INPUT DATA Block Start

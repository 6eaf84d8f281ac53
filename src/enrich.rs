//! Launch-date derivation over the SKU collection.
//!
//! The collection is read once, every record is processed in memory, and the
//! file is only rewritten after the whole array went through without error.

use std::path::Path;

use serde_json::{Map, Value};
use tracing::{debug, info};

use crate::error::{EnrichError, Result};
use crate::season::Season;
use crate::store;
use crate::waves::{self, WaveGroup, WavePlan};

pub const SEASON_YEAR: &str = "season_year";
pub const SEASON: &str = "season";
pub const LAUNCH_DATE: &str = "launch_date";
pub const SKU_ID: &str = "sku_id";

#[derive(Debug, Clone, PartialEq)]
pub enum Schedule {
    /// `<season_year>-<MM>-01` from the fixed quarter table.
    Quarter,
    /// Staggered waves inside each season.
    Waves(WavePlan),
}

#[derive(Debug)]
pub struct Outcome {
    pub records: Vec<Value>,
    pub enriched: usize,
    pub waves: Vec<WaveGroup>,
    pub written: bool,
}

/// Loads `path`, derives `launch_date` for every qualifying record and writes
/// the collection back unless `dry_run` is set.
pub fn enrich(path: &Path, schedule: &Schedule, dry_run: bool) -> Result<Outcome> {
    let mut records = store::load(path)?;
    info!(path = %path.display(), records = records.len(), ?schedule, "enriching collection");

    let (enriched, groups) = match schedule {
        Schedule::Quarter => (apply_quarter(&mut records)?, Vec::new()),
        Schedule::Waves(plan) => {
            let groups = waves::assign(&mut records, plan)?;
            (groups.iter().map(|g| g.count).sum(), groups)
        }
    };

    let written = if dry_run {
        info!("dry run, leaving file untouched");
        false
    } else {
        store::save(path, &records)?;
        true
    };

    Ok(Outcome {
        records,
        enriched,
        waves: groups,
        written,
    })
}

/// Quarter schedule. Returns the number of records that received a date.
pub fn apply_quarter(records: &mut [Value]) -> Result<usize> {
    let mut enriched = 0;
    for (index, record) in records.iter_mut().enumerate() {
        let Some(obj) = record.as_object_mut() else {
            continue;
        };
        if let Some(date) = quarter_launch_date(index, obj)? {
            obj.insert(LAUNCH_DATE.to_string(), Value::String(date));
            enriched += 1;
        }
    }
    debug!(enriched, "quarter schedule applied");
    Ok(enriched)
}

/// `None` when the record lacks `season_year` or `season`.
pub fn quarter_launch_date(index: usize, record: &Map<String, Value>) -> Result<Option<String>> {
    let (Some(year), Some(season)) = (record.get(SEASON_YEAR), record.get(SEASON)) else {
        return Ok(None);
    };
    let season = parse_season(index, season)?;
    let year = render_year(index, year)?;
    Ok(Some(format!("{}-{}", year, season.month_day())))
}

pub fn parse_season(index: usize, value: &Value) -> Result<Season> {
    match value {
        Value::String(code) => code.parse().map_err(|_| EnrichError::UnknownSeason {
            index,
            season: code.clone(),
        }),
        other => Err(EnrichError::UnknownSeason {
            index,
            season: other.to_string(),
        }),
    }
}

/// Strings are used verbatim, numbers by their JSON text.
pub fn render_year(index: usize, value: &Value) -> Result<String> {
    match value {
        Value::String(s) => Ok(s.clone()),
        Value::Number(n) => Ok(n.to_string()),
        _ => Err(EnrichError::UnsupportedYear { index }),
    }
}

INPUT DATA Block End

* **WHAT TO DO**
From the data above, return every line from the line that has "pub const SKU_ID: &str" up to and including the line that has "pub struct Outcome", exactly.

* **WRITTEN SOLUTION**
pub const SKU_ID: &str = "sku_id";

#[derive(Debug, Clone, PartialEq)]
pub enum Schedule {
    /// `<season_year>-<MM>-01` from the fixed quarter table.
    Quarter,
    /// Staggered waves inside each season.
    Waves(WavePlan),
}

#[derive(Debug)]
pub struct Outcome {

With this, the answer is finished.